Autor : Roberto Restrepo Ramírez

Jair Londoño Torres.
El recuerdo de un campesino que hizo varias artesanías inmortales.
Guadua y bambú son símbolos agrarios del municipio de Córdoba, en el departamento del Quindío, población cordillerana que también encarna todavía el modo de vida campesina, así como la remembranza de dos episodios de ingrata recordación: la violencia política de los años aciagos del siglo XX y el día del terremoto de 1999. Este poblado fue el epicentro del movimiento telúrico y donde mayor tragedia se presentó en las plantas físicas de sus casas tradicionales de bahareque. Fueron muchas las desaparecidas, que estaban construidas con esterilla de guadua, “empañetadas” a su vez con argamasa de “boñiga” y luego cubiertas sus paredes con cal líquida. Toda una técnica ancestral, detrás de la cual sobresalieron los primeros constructores y albañiles, seres sencillos, como que también de ellos descienden los actuales habitantes. Se destruyeron las humildes estructuras arquitectónicas, pero quedó el material originario (bambú y guadua) que crece en los alrededores del municipio, para seguir levantando y gestando otros sueños.
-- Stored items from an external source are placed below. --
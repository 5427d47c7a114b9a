// Copyright 2025 the Folio Authors
// SPDX-License-Identifier: Apache-2.0 OR MIT

use kurbo::{Affine, Point, Rect, Size};

use crate::element_affine;

/// Rounds `value` half-up to `precision` decimal digits.
///
/// Ties round towards positive infinity (`-2.5` becomes `-2`), matching the
/// rounding used by browser canvas code.
#[must_use]
pub fn round(value: f64, precision: u32) -> f64 {
    let factor = 10_f64.powi(i32::try_from(precision).unwrap_or(i32::MAX));
    if !factor.is_finite() {
        return value;
    }
    (value * factor + 0.5).floor() / factor
}

/// Rounds every edge of `rect` with [`round`].
#[must_use]
pub fn round_rect(rect: Rect, precision: u32) -> Rect {
    Rect::new(
        round(rect.x0, precision),
        round(rect.y0, precision),
        round(rect.x1, precision),
        round(rect.y1, precision),
    )
}

/// Builds a normalized rectangle from two opposite corners given in any order.
#[must_use]
pub fn rect_from_corners(a: Point, b: Point) -> Rect {
    Rect::from_points(a, b)
}

/// Returns `true` if `inner` lies entirely inside `outer`, edges included.
#[must_use]
pub fn contains_rect(outer: Rect, inner: Rect) -> bool {
    let outer = outer.abs();
    let inner = inner.abs();
    inner.x0 >= outer.x0 && inner.y0 >= outer.y0 && inner.x1 <= outer.x1 && inner.y1 <= outer.y1
}

/// Returns the union of all rectangles, or `None` for an empty input.
#[must_use]
pub fn union_all<I>(rects: I) -> Option<Rect>
where
    I: IntoIterator<Item = Rect>,
{
    rects.into_iter().reduce(|acc, rect| acc.union(rect))
}

/// Axis-aligned bounding box of `rect` after applying `transform`.
#[must_use]
pub fn transformed_bbox(transform: Affine, rect: Rect) -> Rect {
    let corners = [
        Point::new(rect.x0, rect.y0),
        Point::new(rect.x1, rect.y0),
        Point::new(rect.x0, rect.y1),
        Point::new(rect.x1, rect.y1),
    ]
    .map(|pt| transform * pt);
    let mut bbox = Rect::from_points(corners[0], corners[1]);
    bbox = bbox.union_pt(corners[2]);
    bbox.union_pt(corners[3])
}

/// Axis-aligned bounds of an element box in the frame reached through `to_frame`.
///
/// `transform` and `size` are the element's own matrix and dimensions; see
/// [`element_affine`].
#[must_use]
pub fn element_bounds(to_frame: Affine, transform: Affine, size: Size) -> Rect {
    transformed_bbox(
        to_frame * element_affine(transform, size),
        Rect::from_origin_size(Point::ZERO, size),
    )
}

#[cfg(test)]
mod tests {
    use core::f64::consts::FRAC_PI_4;

    use super::*;

    #[test]
    fn round_is_half_up() {
        assert_eq!(round(1.005, 1), 1.0);
        assert_eq!(round(2.5, 0), 3.0);
        assert_eq!(round(-2.5, 0), -2.0);
        assert_eq!(round(0.125, 2), 0.13);
    }

    #[test]
    fn containment_includes_edges_and_rejects_overlap() {
        let outer = Rect::new(0.0, 0.0, 100.0, 100.0);
        assert!(contains_rect(outer, Rect::new(0.0, 0.0, 100.0, 100.0)));
        assert!(contains_rect(outer, Rect::new(10.0, 10.0, 20.0, 20.0)));
        assert!(!contains_rect(outer, Rect::new(90.0, 10.0, 110.0, 20.0)));
        // Reversed corners are normalized first.
        assert!(contains_rect(
            Rect::new(100.0, 100.0, 0.0, 0.0),
            Rect::new(20.0, 20.0, 10.0, 10.0)
        ));
    }

    #[test]
    fn union_all_of_nothing_is_none() {
        assert_eq!(union_all(core::iter::empty()), None);
        let u = union_all([
            Rect::new(0.0, 0.0, 1.0, 1.0),
            Rect::new(5.0, -2.0, 6.0, 0.0),
        ]);
        assert_eq!(u, Some(Rect::new(0.0, -2.0, 6.0, 1.0)));
    }

    #[test]
    fn rotated_element_bounds_grow() {
        let size = Size::new(10.0, 10.0);
        let bounds = element_bounds(Affine::IDENTITY, Affine::rotate(FRAC_PI_4), size);
        let diagonal = 10.0 * core::f64::consts::SQRT_2;
        assert!((bounds.width() - diagonal).abs() < 1e-9);
        assert!((bounds.center().x - 5.0).abs() < 1e-9);
        assert!((bounds.center().y - 5.0).abs() < 1e-9);
    }
}
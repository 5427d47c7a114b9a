// Copyright 2025 the Folio Authors
// SPDX-License-Identifier: Apache-2.0 OR MIT

//! Tests for the `folio_elements` crate.
//!
//! These exercise the reference arena through the `ElementStore` trait, the way
//! the surface uses it.

use core::f64::consts::FRAC_PI_4;

use folio_elements::{ElementArena, ElementFrame, ElementKind, ElementStore};
use folio_geometry::ParseMatrixError;
use kurbo::{Affine, Point, Rect, Size, Vec2};

fn boxed(x: f64, y: f64, w: f64, h: f64) -> ElementFrame {
    ElementFrame::new(Point::new(x, y), Size::new(w, h))
}

#[test]
fn translated_frames_move_only_the_translation() {
    let frame = boxed(10.0, 10.0, 100.0, 50.0);
    let moved = frame.translated(Vec2::new(20.0, -5.0));
    assert_eq!(moved.position(), Point::new(30.0, 5.0));
    assert_eq!(moved.size, frame.size);
    assert_eq!(moved.matrix_string(), "matrix(1, 0, 0, 1, 30, 5)");
}

#[test]
fn matrix_annotation_reads_back_into_a_frame() {
    let mut frame = boxed(0.0, 0.0, 40.0, 20.0);
    frame.transform = Affine::new([0.0, 1.0, -1.0, 0.0, 12.5, -3.0]);
    let text = frame.matrix_string();
    assert_eq!(
        ElementFrame::from_matrix_string(&text, frame.size),
        Ok(frame)
    );

    let plain = ElementFrame::from_matrix_string("none", Size::new(5.0, 5.0)).unwrap();
    assert_eq!(plain.position(), Point::ZERO);
    assert_eq!(
        ElementFrame::from_matrix_string("matrix(1, 0, 0, 1)", frame.size),
        Err(ParseMatrixError::WrongArity(4))
    );
}

#[test]
fn rotated_frames_hit_test_against_the_rotated_box() {
    let mut doc = ElementArena::new();
    let mut frame = boxed(0.0, 0.0, 100.0, 10.0);
    frame.transform = Affine::rotate(FRAC_PI_4);
    let id = doc.insert(ElementKind::Rectangle, frame);

    // The centre always hits; the unrotated far corner no longer does.
    assert_eq!(doc.hit_test(Point::new(50.0, 5.0)).as_slice(), &[id]);
    assert!(doc.hit_test(Point::new(99.0, 9.0)).is_empty());
}

#[test]
fn singular_frames_never_hit() {
    let mut doc = ElementArena::new();
    let mut frame = boxed(0.0, 0.0, 10.0, 10.0);
    frame.transform = Affine::scale_non_uniform(0.0, 1.0);
    doc.insert(ElementKind::Generic, frame);
    assert!(doc.hit_test(Point::new(5.0, 5.0)).is_empty());
}

#[test]
fn set_frame_is_visible_through_bounds() {
    let mut doc = ElementArena::new();
    let id = doc.insert(ElementKind::Image, boxed(0.0, 0.0, 10.0, 10.0));
    doc.set_frame(id, boxed(5.0, 5.0, 20.0, 30.0)).unwrap();
    assert_eq!(
        doc.frame(id).unwrap().document_bounds(),
        Rect::new(5.0, 5.0, 25.0, 35.0)
    );
}

#[test]
fn removing_keeps_stacking_order_of_the_rest() {
    let mut doc = ElementArena::new();
    let a = doc.insert(ElementKind::Rectangle, boxed(0.0, 0.0, 10.0, 10.0));
    let b = doc.insert(ElementKind::Rectangle, boxed(0.0, 0.0, 10.0, 10.0));
    let c = doc.insert(ElementKind::Rectangle, boxed(0.0, 0.0, 10.0, 10.0));
    assert!(doc.remove(b));
    assert_eq!(doc.ids(), vec![a, c]);
    let d = doc.insert(ElementKind::TextFrame, boxed(0.0, 0.0, 10.0, 10.0));
    assert_eq!(doc.hit_test(Point::new(1.0, 1.0)).as_slice(), &[d, c, a]);
    assert_eq!(doc.label(d), Some("Text frame"));
}
// Copyright 2025 the Folio Authors
// SPDX-License-Identifier: Apache-2.0 OR MIT

use crate::{ElementFrame, ElementId, ElementKind, ElementStore, StaleElement};

#[derive(Clone, Debug)]
struct Element {
    kind: ElementKind,
    label: String,
    frame: ElementFrame,
}

#[derive(Clone, Debug)]
struct Slot {
    generation: u32,
    element: Option<Element>,
}

/// A generational arena of elements with a stacking order.
///
/// ## Semantics
///
/// - On insert, a fresh slot is allocated with generation `1`, or a freed slot is
///   reused with its generation incremented.
/// - New elements go on top of the stacking order.
/// - [`ElementStore::ids`] lists elements bottom-most first.
#[derive(Clone, Debug, Default)]
pub struct ElementArena {
    slots: Vec<Slot>,
    free: Vec<u32>,
    z_order: Vec<ElementId>,
}

impl ElementArena {
    /// Creates an empty arena.
    #[must_use]
    pub fn new() -> Self {
        Self::default()
    }

    /// Number of live elements.
    #[must_use]
    pub fn len(&self) -> usize {
        self.z_order.len()
    }

    /// Returns `true` if the arena holds no elements.
    #[must_use]
    pub fn is_empty(&self) -> bool {
        self.z_order.is_empty()
    }

    /// The kind of `id`, if live.
    #[must_use]
    pub fn kind(&self, id: ElementId) -> Option<ElementKind> {
        self.get(id).map(|element| element.kind)
    }

    /// Overrides the status label of `id` (defaults to the kind label).
    pub fn set_label(
        &mut self,
        id: ElementId,
        label: impl Into<String>,
    ) -> Result<(), StaleElement> {
        let element = self.get_mut(id).ok_or(StaleElement(id))?;
        element.label = label.into();
        Ok(())
    }

    fn get(&self, id: ElementId) -> Option<&Element> {
        self.slots
            .get(id.idx())
            .filter(|slot| slot.generation == id.generation())
            .and_then(|slot| slot.element.as_ref())
    }

    fn get_mut(&mut self, id: ElementId) -> Option<&mut Element> {
        self.slots
            .get_mut(id.idx())
            .filter(|slot| slot.generation == id.generation())
            .and_then(|slot| slot.element.as_mut())
    }
}

impl ElementStore for ElementArena {
    fn contains(&self, id: ElementId) -> bool {
        self.get(id).is_some()
    }

    fn frame(&self, id: ElementId) -> Option<ElementFrame> {
        self.get(id).map(|element| element.frame)
    }

    fn set_frame(&mut self, id: ElementId, frame: ElementFrame) -> Result<(), StaleElement> {
        let element = self.get_mut(id).ok_or(StaleElement(id))?;
        element.frame = frame;
        Ok(())
    }

    fn label(&self, id: ElementId) -> Option<&str> {
        self.get(id).map(|element| element.label.as_str())
    }

    fn ids(&self) -> Vec<ElementId> {
        self.z_order.clone()
    }

    fn insert(&mut self, kind: ElementKind, frame: ElementFrame) -> ElementId {
        let element = Element {
            kind,
            label: kind.label().to_owned(),
            frame,
        };
        let id = if let Some(idx) = self.free.pop() {
            let slot = &mut self.slots[idx as usize];
            slot.generation = slot.generation.wrapping_add(1);
            slot.element = Some(element);
            ElementId(idx, slot.generation)
        } else {
            let idx = u32::try_from(self.slots.len()).unwrap_or(u32::MAX);
            self.slots.push(Slot {
                generation: 1,
                element: Some(element),
            });
            ElementId(idx, 1)
        };
        self.z_order.push(id);
        id
    }

    fn remove(&mut self, id: ElementId) -> bool {
        let Some(slot) = self
            .slots
            .get_mut(id.idx())
            .filter(|slot| slot.generation == id.generation() && slot.element.is_some())
        else {
            return false;
        };
        slot.element = None;
        self.free.push(id.slot());
        self.z_order.retain(|live| *live != id);
        true
    }
}
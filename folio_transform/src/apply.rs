// Copyright 2025 the Folio Authors
// SPDX-License-Identifier: Apache-2.0 OR MIT

use folio_elements::{ElementFrame, ElementId, ElementStore};
use folio_geometry::{element_bounds, linear_part, union_all};
use folio_selection::SelectionModel;
use folio_viewport::Viewport;
use kurbo::{Affine, Point, Rect, Vec2};

use crate::{Flip, GroupResize, HandleDirection, RotateMode, ShearEdge, TransformAxis, fit_frame};

/// A resize in progress, in canvas space.
#[derive(Copy, Clone, Debug, PartialEq)]
pub struct ResizeGesture {
    /// The handle being dragged.
    pub direction: HandleDirection,
    /// Outer rectangle at gesture start.
    pub outer: Rect,
    /// Pointer travel since gesture start.
    pub delta: Vec2,
    /// Whether crossing the opposite edge mirrors the elements.
    pub allow_flip: bool,
}

impl ResizeGesture {
    /// Dimensions this gesture changes.
    #[must_use]
    pub fn axis(&self) -> TransformAxis {
        self.direction.axis()
    }

    /// The fixed corner and the dragged corner, in that order.
    ///
    /// Edge handles pin the dimension they do not change to the start rectangle.
    #[must_use]
    pub fn corners(&self) -> (Point, Point) {
        let anchor = self.direction.opposite().point_on(self.outer);
        let handle = self.direction.point_on(self.outer) + self.delta;
        match self.axis() {
            TransformAxis::Both => (anchor, handle),
            TransformAxis::Horizontal => (
                Point::new(anchor.x, self.outer.y0),
                Point::new(handle.x, self.outer.y1),
            ),
            TransformAxis::Vertical => (
                Point::new(self.outer.x0, anchor.y),
                Point::new(self.outer.x1, handle.y),
            ),
        }
    }

    /// Axes on which the dragged corner crossed the anchor.
    #[must_use]
    pub fn flip(&self) -> Flip {
        if !self.allow_flip {
            return Flip::default();
        }
        let (anchor, handle) = self.corners();
        let (sx, sy) = self.direction.signs();
        Flip {
            x: (handle.x - anchor.x) * f64::from(sx) < 0.0,
            y: (handle.y - anchor.y) * f64::from(sy) < 0.0,
        }
    }
}

/// Moves every active element by the document-space equivalent of the screen
/// travel `start -> end`, starting from their snapshots.
///
/// The outer rectangle becomes its `previous` value shifted by the canvas
/// delta. Returns the number of elements written.
pub fn move_elements<S>(
    store: &mut S,
    model: &mut SelectionModel,
    view: &Viewport,
    start: Point,
    end: Point,
) -> usize
where
    S: ElementStore + ?Sized,
{
    let screen_delta = end - start;
    let delta = view.screen_to_document_vec(screen_delta);
    let frames: Vec<_> = model
        .active()
        .into_iter()
        .filter_map(|id| model.snapshot(id).map(|s| (id, s.frame.translated(delta))))
        .collect();
    model.offset_outer(view.screen_to_canvas_vec(screen_delta));
    write_frames(store, frames)
}

/// Resizes the active elements into the rectangle spanned by `gesture`.
///
/// A single element is fitted directly; several go through `policy`. The outer
/// rectangle is set to the gesture rectangle. Returns the number of elements
/// written.
pub fn resize_elements<S, P>(
    store: &mut S,
    model: &mut SelectionModel,
    view: &Viewport,
    gesture: &ResizeGesture,
    policy: &P,
) -> usize
where
    S: ElementStore + ?Sized,
    P: GroupResize + ?Sized,
{
    let Some(from) = model.snapshot_bounds() else {
        return 0;
    };
    let (anchor, handle) = gesture.corners();
    let to_document = view.document_to_canvas().inverse();
    let to = Rect::from_points(to_document * anchor, to_document * handle);
    let flip = gesture.flip();

    let ids = model.active();
    let frames: Vec<_> = match ids.as_slice() {
        [only] => model
            .snapshot(*only)
            .map(|s| (*only, fit_frame(s, to, flip)))
            .into_iter()
            .collect(),
        _ => ids
            .iter()
            .filter_map(|&id| {
                model
                    .snapshot(id)
                    .map(|s| (id, policy.resize(s, from, to, flip)))
            })
            .collect(),
    };
    model.set_outer_current(Rect::from_points(anchor, handle));
    write_frames(store, frames)
}

/// Rotates the active elements by the angle swept from `start` to `end` around
/// `pivot` (all screen points). Returns that angle in degrees.
pub fn rotate_elements<S>(
    store: &mut S,
    model: &mut SelectionModel,
    view: &Viewport,
    pivot: Point,
    start: Point,
    end: Point,
    mode: RotateMode,
) -> f64
where
    S: ElementStore + ?Sized,
{
    let from = start - pivot;
    let to = end - pivot;
    if from.hypot2() <= f64::EPSILON || to.hypot2() <= f64::EPSILON {
        return 0.0;
    }
    let angle = to.atan2() - from.atan2();
    let rotation = Affine::rotate(angle);
    let about = Affine::rotate_about(angle, view.screen_to_document_point(pivot));

    let frames: Vec<_> = model
        .active()
        .into_iter()
        .filter_map(|id| {
            let snapshot = model.snapshot(id)?;
            let frame = snapshot.frame;
            let centre = frame_centre(&frame);
            let new_centre = match mode {
                RotateMode::Group => about * centre,
                RotateMode::Independent => centre,
            };
            Some((id, place(frame, rotation * linear_part(frame.transform), new_centre)))
        })
        .collect();
    apply_with_outer(store, model, view, frames);
    angle.to_degrees()
}

/// Skews the active elements along one axis, keeping the edge opposite to
/// `edge` of the outer rectangle fixed. The dragged edge follows the document
/// projection of `start -> end`. Returns the number of elements written.
pub fn shear_elements<S>(
    store: &mut S,
    model: &mut SelectionModel,
    view: &Viewport,
    edge: ShearEdge,
    start: Point,
    end: Point,
) -> usize
where
    S: ElementStore + ?Sized,
{
    let Some(bounds) = model.snapshot_bounds() else {
        return 0;
    };
    let drag = view.screen_to_document_vec(end - start);
    let opposite = edge.handle().opposite().point_on(bounds);
    let sign = match edge {
        ShearEdge::Top | ShearEdge::Left => -1.0,
        ShearEdge::Bottom | ShearEdge::Right => 1.0,
    };
    let skew = match edge {
        ShearEdge::Top | ShearEdge::Bottom => {
            let extent = sign * bounds.height();
            if extent.abs() <= f64::EPSILON {
                return 0;
            }
            Affine::new([1.0, 0.0, drag.x / extent, 1.0, 0.0, 0.0])
        }
        ShearEdge::Left | ShearEdge::Right => {
            let extent = sign * bounds.width();
            if extent.abs() <= f64::EPSILON {
                return 0;
            }
            Affine::new([1.0, drag.y / extent, 0.0, 1.0, 0.0, 0.0])
        }
    };
    let about =
        Affine::translate(opposite.to_vec2()) * skew * Affine::translate(-opposite.to_vec2());

    let frames: Vec<_> = model
        .active()
        .into_iter()
        .filter_map(|id| {
            let frame = model.snapshot(id)?.frame;
            let centre = frame_centre(&frame);
            Some((id, place(frame, skew * linear_part(frame.transform), about * centre)))
        })
        .collect();
    apply_with_outer(store, model, view, frames)
}

/// Document-space centre of an element box.
fn frame_centre(frame: &ElementFrame) -> Point {
    frame.document_affine() * Point::new(frame.size.width * 0.5, frame.size.height * 0.5)
}

/// A frame with the given linear part whose box is centred on `centre`.
fn place(frame: ElementFrame, linear: Affine, centre: Point) -> ElementFrame {
    let half = Vec2::new(frame.size.width * 0.5, frame.size.height * 0.5);
    ElementFrame {
        transform: linear.with_translation(centre.to_vec2() - half),
        size: frame.size,
    }
}

fn apply_with_outer<S>(
    store: &mut S,
    model: &mut SelectionModel,
    view: &Viewport,
    frames: Vec<(ElementId, ElementFrame)>,
) -> usize
where
    S: ElementStore + ?Sized,
{
    let to_canvas = view.document_to_canvas();
    if let Some(outer) = union_all(
        frames
            .iter()
            .map(|(_, f)| element_bounds(to_canvas, f.transform, f.size)),
    ) {
        model.set_outer_current(outer);
    }
    write_frames(store, frames)
}

fn write_frames<S>(store: &mut S, frames: Vec<(ElementId, ElementFrame)>) -> usize
where
    S: ElementStore + ?Sized,
{
    let mut written = 0;
    for (id, frame) in frames {
        match store.set_frame(id, frame) {
            Ok(()) => written += 1,
            Err(err) => tracing::trace!(%err, "transform skipped"),
        }
    }
    written
}

#[cfg(test)]
mod tests {
    use kurbo::{Point, Rect, Vec2};

    use super::*;

    fn gesture(direction: HandleDirection, delta: Vec2) -> ResizeGesture {
        ResizeGesture {
            direction,
            outer: Rect::new(0.0, 0.0, 50.0, 50.0),
            delta,
            allow_flip: true,
        }
    }

    #[test]
    fn corner_gesture_anchors_opposite_corner() {
        let g = gesture(HandleDirection::BottomRight, Vec2::new(30.0, 30.0));
        assert_eq!(g.corners(), (Point::new(0.0, 0.0), Point::new(80.0, 80.0)));
        let g = gesture(HandleDirection::TopLeft, Vec2::new(-5.0, 10.0));
        assert_eq!(g.corners(), (Point::new(50.0, 50.0), Point::new(-5.0, 10.0)));
    }

    #[test]
    fn edge_gestures_pin_the_other_axis() {
        let g = gesture(HandleDirection::Right, Vec2::new(10.0, 99.0));
        assert_eq!(g.corners(), (Point::new(0.0, 0.0), Point::new(60.0, 50.0)));
        let g = gesture(HandleDirection::Top, Vec2::new(99.0, -10.0));
        assert_eq!(g.corners(), (Point::new(0.0, 50.0), Point::new(50.0, -10.0)));
    }

    #[test]
    fn crossing_the_anchor_flips() {
        let g = gesture(HandleDirection::Right, Vec2::new(-70.0, 0.0));
        assert_eq!(g.flip(), Flip { x: true, y: false });
        let g = gesture(HandleDirection::TopLeft, Vec2::new(10.0, 80.0));
        assert_eq!(g.flip(), Flip { x: false, y: true });
        let g = ResizeGesture {
            allow_flip: false,
            ..gesture(HandleDirection::Right, Vec2::new(-70.0, 0.0))
        };
        assert_eq!(g.flip(), Flip::default());
    }
}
En la actualidad, varios artesanos de la guadua crean permanentemente las obras de manufactura, que se pueden comprar en los almacenes ubicados en el casco urbano. Y, tímidamente, se asoman algunos vestigios de casas amorosas, donde el bahareque todavía es príncipe. Una de ellas, la de la familia Salgado, arriba de la plaza y su Casa de la Cultura “Horacio Gómez Aristizábal”, construcción esta donde las rollizas y bellas guaduas, empleadas para levantar la sede, enaltecen ese símbolo agrario. La casa de los Salgado, mientras tanto, trae el recuerdo de la vida plácida de antaño.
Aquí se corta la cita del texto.